A propos de Gilda Gonfier

Conteuse, paysanne, sauvage. Voir son site 365 oracles.

7 commentaires à propos de “#Anthologies #03 l Spectres”

  1. Laisser partir, parfois s’avère difficile (concernant les objets). Il est des réactions intérieures que l’on ne s’explique pas. Merci Gilda pour ce texte.

  2. J’aime au fil des textes le tissage entre événements et réflexions nourries d’auteurs. Premier texte où la narratrice est si ferme et décidée et déterminée. J’aime aussi la relation qu’elle tisse avec E (qui devient attachant avec ces certitudes à lui), et qui l’aide à se chercher en voyageant en écrivant. La suite, la suite 😉 !
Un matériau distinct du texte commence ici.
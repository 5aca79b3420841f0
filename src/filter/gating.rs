//! Validation gate on the squared Mahalanobis distance
//!
//! `d² = yᵀ × S⁻¹ × y` is compared against a threshold; observations with
//! `d² ≤ threshold` are accepted. Under the filter's own model, `d²` of a true
//! observation is chi-square distributed with 2 degrees of freedom, so the
//! threshold is usually a chi-square quantile.

use crate::common::constants::{DEFAULT_MAX_CONDITION_NUMBER, GATE_DISTANCE_TOLERANCE};
use crate::common::linalg::{invert_symmetric_2x2, mahalanobis_squared};
use crate::filter::errors::{Result, TrackingError};
use crate::filter::kalman::Innovation;

/// Gate outcome for one time step
#[derive(Debug, Clone, Copy, PartialEq)]
pub enum GateDecision {
    /// Observation is consistent with the prediction
    Accepted {
        /// Squared Mahalanobis distance
        distance: f64,
    },
    /// Observation is too improbable to use
    Rejected {
        /// Squared Mahalanobis distance
        distance: f64,
    },
}

impl GateDecision {
    #[inline]
    pub fn is_accepted(&self) -> bool {
        matches!(self, GateDecision::Accepted { .. })
    }

    /// The squared distance the decision was based on
    #[inline]
    pub fn distance(&self) -> f64 {
        match *self {
            GateDecision::Accepted { distance } | GateDecision::Rejected { distance } => distance,
        }
    }
}

/// Classify a squared distance against a threshold
#[inline]
pub fn classify(distance: f64, threshold: f64) -> GateDecision {
    if distance <= threshold {
        GateDecision::Accepted { distance }
    } else {
        GateDecision::Rejected { distance }
    }
}

/// Chi-square validation gate
#[derive(Debug, Clone, Copy)]
pub struct GatingValidator {
    /// Condition number above which `S` is treated as singular
    pub max_condition: f64,
}

impl Default for GatingValidator {
    fn default() -> Self {
        Self::new(DEFAULT_MAX_CONDITION_NUMBER)
    }
}

impl GatingValidator {
    pub fn new(max_condition: f64) -> Self {
        Self { max_condition }
    }

    /// Squared Mahalanobis distance of an innovation
    ///
    /// # Errors
    /// - [`TrackingError::SingularCovariance`] if `S` cannot be inverted.
    /// - [`TrackingError::InternalInvariant`] if the distance is negative beyond
    ///   rounding, which means `S` is not positive definite.
    pub fn distance(&self, innovation: &Innovation) -> Result<f64> {
        let s_inv = invert_symmetric_2x2(&innovation.covariance, self.max_condition)?;
        let distance = mahalanobis_squared(&innovation.residual, &s_inv);

        if distance.is_nan() {
            return Err(TrackingError::invariant("gating distance is NaN"));
        }

        let scale = innovation.residual.norm_squared() * s_inv.amax();
        if distance < -GATE_DISTANCE_TOLERANCE * scale.max(1.0) {
            return Err(TrackingError::invariant(format!(
                "negative gating distance {distance:.3e}: innovation covariance is not positive definite"
            )));
        }

        Ok(distance.max(0.0))
    }

    /// Accept iff `yᵀ S⁻¹ y ≤ threshold`
    pub fn validate(&self, innovation: &Innovation, threshold: f64) -> Result<GateDecision> {
        let distance = self.distance(innovation)?;
        Ok(classify(distance, threshold))
    }
}

#[cfg(test)]
mod tests {
    use super::*;
    use nalgebra::{Matrix2, Vector2};

    fn innovation(residual: Vector2<f64>, covariance: Matrix2<f64>) -> Innovation {
        Innovation {
            residual,
            covariance,
        }
    }

    #[test]
    fn test_distance() {
        let gate = GatingValidator::default();
        let inn = innovation(Vector2::new(3.0, 4.0), Matrix2::identity());
        assert!((gate.distance(&inn).unwrap() - 25.0).abs() < 1e-12);

        let inn = innovation(Vector2::new(2.0, 0.0), Matrix2::new(4.0, 0.0, 0.0, 1.0));
        assert!((gate.distance(&inn).unwrap() - 1.0).abs() < 1e-12);
    }

    #[test]
    fn test_threshold_boundary_is_inclusive() {
        let gate = GatingValidator::default();
        let inn = innovation(Vector2::new(2.0, 0.0), Matrix2::identity());

        assert!(gate.validate(&inn, 4.0).unwrap().is_accepted());
        assert!(!gate.validate(&inn, 3.999).unwrap().is_accepted());
        assert_eq!(gate.validate(&inn, 3.999).unwrap().distance(), 4.0);
    }

    #[test]
    fn test_zero_residual_accepted() {
        let gate = GatingValidator::default();
        let inn = innovation(Vector2::zeros(), Matrix2::identity());
        let decision = gate.validate(&inn, 1e-6).unwrap();
        assert_eq!(decision, GateDecision::Accepted { distance: 0.0 });
    }

    #[test]
    fn test_singular_covariance() {
        let gate = GatingValidator::default();
        let inn = innovation(Vector2::new(1.0, 1.0), Matrix2::zeros());
        let err = gate.validate(&inn, 10.0).unwrap_err();
        assert!(matches!(err, TrackingError::SingularCovariance { .. }));
    }

    #[test]
    fn test_indefinite_covariance_is_invariant_error() {
        let gate = GatingValidator::default();
        // Eigenvalues 3 and -1
        let inn = innovation(Vector2::new(1.0, -1.0), Matrix2::new(1.0, 2.0, 2.0, 1.0));
        let err = gate.validate(&inn, 10.0).unwrap_err();
        assert!(matches!(err, TrackingError::InternalInvariant { .. }));
    }

    #[test]
    fn test_classify_monotone_in_threshold() {
        let thresholds = [0.0, 0.5, 1.0, 2.0, 5.0, 10.0, 100.0];
        for &d in &[0.0, 0.3, 1.0, 4.9, 50.0, 1e4] {
            let mut seen_accept = false;
            for &t in &thresholds {
                let accepted = classify(d, t).is_accepted();
                assert!(!seen_accept || accepted, "d={d}: accepted then rejected at t={t}");
                seen_accept |= accepted;
            }
        }
    }
}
  3. Merci Gilda pour ce partage le récit précis et ciselé de ces mésaventures.
    Capté dans le déroulé du texte et la fluidité des mots.
    Les protagonistes sont là convoqués dans ton compte-rendu plein d’émotions vraies. Même ce s… de pickpocket. Belle leçon de la valeur des choses (parfois des gens?) quand on les a perdus ou qu’on nous les a enlevés. Jean Yves

  4. Merci Khedidja, Emilie et Jean-Yves pour vos lectures. Le défi c’est faire les 40 jours sur Istanbul. Je suis curieuse de voir ce que cela donnera à la fin. Personne ne lâche en cours de route 🙂 A bientôt de vous lire. Je vous suis.

  5. mais comment faire sans papiers à Istambul ?
    heureusement il y a E qui sait tout et qui se montre rassurant… je ne m’inquiète pas !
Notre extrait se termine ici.